Saved entries:
>>>

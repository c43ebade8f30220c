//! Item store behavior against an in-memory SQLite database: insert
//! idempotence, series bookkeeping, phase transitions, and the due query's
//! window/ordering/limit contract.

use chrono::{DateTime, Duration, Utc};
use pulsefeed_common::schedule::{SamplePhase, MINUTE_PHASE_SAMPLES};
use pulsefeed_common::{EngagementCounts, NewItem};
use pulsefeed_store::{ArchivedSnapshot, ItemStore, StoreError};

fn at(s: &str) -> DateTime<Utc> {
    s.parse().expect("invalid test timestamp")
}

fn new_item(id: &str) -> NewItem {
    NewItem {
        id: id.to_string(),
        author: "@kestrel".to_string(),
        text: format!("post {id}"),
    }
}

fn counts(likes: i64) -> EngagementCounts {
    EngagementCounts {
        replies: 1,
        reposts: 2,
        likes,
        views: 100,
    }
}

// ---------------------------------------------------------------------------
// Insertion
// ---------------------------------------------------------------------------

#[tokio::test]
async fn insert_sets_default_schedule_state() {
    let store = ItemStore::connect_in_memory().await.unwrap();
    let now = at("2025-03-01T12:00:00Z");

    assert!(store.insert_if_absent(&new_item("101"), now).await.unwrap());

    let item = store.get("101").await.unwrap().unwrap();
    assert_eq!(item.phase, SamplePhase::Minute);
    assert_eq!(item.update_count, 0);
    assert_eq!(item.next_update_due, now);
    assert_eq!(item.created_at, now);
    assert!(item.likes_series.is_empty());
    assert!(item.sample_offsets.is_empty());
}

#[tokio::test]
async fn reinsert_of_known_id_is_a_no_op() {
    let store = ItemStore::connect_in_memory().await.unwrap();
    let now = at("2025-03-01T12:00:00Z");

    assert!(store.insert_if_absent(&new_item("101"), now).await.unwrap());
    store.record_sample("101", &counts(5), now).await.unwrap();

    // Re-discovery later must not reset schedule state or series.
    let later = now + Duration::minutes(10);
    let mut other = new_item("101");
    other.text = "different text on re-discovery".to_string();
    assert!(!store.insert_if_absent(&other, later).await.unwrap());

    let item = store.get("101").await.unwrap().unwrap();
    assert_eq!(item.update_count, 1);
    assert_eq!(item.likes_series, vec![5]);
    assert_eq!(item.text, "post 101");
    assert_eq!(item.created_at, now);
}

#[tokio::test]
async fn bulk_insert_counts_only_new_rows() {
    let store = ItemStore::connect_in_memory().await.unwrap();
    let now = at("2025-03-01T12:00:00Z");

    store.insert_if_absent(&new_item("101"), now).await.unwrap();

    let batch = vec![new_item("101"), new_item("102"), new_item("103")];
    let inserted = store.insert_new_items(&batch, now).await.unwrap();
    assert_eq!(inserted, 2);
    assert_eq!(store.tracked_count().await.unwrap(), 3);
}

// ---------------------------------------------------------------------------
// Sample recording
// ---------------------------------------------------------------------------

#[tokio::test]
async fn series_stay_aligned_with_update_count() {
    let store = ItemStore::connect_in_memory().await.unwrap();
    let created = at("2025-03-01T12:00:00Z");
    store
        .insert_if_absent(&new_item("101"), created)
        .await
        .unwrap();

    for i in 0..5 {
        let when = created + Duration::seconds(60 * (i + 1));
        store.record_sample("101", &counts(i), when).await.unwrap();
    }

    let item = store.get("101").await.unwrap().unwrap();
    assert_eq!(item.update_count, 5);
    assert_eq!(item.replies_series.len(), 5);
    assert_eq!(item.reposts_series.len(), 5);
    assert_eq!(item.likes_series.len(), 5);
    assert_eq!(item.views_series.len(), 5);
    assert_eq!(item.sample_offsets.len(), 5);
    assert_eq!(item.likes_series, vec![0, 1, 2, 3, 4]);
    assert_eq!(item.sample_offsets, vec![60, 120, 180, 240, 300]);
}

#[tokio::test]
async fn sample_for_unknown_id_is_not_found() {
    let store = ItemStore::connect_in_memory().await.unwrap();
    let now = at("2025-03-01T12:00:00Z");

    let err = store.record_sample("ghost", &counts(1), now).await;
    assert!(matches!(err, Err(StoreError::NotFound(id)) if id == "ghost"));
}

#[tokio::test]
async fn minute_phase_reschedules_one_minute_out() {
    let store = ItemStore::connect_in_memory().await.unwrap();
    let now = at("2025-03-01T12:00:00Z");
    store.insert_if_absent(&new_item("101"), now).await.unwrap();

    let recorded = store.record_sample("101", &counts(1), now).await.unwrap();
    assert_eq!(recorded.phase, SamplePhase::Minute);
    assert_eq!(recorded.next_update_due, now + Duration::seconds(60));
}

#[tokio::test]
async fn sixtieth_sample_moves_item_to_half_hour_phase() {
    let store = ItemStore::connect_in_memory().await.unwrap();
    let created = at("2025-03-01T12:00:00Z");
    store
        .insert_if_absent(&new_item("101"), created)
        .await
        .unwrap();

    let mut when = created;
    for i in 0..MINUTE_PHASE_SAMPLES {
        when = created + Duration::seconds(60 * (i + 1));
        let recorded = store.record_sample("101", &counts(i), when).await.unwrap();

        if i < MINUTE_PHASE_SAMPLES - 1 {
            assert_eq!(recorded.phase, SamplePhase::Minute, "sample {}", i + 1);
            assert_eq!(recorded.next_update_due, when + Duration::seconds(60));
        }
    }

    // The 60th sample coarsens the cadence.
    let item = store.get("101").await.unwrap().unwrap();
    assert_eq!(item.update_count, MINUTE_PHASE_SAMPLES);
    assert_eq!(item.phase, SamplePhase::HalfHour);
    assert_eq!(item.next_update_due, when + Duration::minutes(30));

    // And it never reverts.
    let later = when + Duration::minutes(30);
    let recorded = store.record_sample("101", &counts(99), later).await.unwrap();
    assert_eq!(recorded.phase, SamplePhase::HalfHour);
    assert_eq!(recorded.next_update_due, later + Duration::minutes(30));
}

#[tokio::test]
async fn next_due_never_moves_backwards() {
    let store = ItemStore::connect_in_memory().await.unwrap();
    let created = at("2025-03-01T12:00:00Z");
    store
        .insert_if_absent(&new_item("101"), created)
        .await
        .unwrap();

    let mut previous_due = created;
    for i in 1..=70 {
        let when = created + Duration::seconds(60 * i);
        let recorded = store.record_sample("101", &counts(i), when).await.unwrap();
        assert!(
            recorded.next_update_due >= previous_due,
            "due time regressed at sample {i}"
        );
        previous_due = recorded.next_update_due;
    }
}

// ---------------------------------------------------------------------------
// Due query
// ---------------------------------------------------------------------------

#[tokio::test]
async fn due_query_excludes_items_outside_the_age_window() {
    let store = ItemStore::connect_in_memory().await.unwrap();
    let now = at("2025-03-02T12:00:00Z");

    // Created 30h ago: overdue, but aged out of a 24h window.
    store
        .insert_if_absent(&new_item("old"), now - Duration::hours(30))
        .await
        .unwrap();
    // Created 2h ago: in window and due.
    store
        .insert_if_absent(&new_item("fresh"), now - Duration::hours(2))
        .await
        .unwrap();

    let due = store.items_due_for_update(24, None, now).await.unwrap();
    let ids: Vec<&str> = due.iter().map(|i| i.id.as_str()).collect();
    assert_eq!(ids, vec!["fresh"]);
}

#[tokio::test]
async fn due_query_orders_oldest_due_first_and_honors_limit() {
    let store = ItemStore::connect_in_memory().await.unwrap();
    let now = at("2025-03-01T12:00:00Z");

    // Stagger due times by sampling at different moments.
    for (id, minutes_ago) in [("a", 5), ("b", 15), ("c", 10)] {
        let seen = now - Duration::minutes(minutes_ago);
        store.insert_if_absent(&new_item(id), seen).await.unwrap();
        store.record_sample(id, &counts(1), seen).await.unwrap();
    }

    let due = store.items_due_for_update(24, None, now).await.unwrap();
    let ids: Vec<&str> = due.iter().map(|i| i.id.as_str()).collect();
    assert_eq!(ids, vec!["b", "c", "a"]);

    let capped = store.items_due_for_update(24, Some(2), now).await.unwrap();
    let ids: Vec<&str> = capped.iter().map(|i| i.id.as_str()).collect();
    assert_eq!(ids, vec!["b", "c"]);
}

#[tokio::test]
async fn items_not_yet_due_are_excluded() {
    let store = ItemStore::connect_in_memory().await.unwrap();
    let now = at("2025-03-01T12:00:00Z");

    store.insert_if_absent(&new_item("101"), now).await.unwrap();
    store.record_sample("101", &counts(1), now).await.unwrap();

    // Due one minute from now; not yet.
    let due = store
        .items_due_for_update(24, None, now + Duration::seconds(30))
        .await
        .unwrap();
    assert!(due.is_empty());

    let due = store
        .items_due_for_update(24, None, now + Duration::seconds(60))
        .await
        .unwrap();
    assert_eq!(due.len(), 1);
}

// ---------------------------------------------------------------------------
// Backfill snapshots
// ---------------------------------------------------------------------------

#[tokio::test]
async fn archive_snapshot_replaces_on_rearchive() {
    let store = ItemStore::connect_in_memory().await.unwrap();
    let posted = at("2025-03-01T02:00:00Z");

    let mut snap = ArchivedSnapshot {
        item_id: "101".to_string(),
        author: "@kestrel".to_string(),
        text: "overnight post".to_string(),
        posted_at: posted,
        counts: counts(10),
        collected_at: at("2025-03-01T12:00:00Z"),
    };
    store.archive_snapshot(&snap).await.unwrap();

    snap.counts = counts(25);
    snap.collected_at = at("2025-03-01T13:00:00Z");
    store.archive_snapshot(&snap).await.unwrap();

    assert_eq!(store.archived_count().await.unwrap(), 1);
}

<<<

Only lines containing the string "EngagementCounts" belong in the answer; find them in the data above and copy them.

### FINISHED EXERCISE
use pulsefeed_common::{EngagementCounts, NewItem};
fn counts(likes: i64) -> EngagementCounts {
    EngagementCounts {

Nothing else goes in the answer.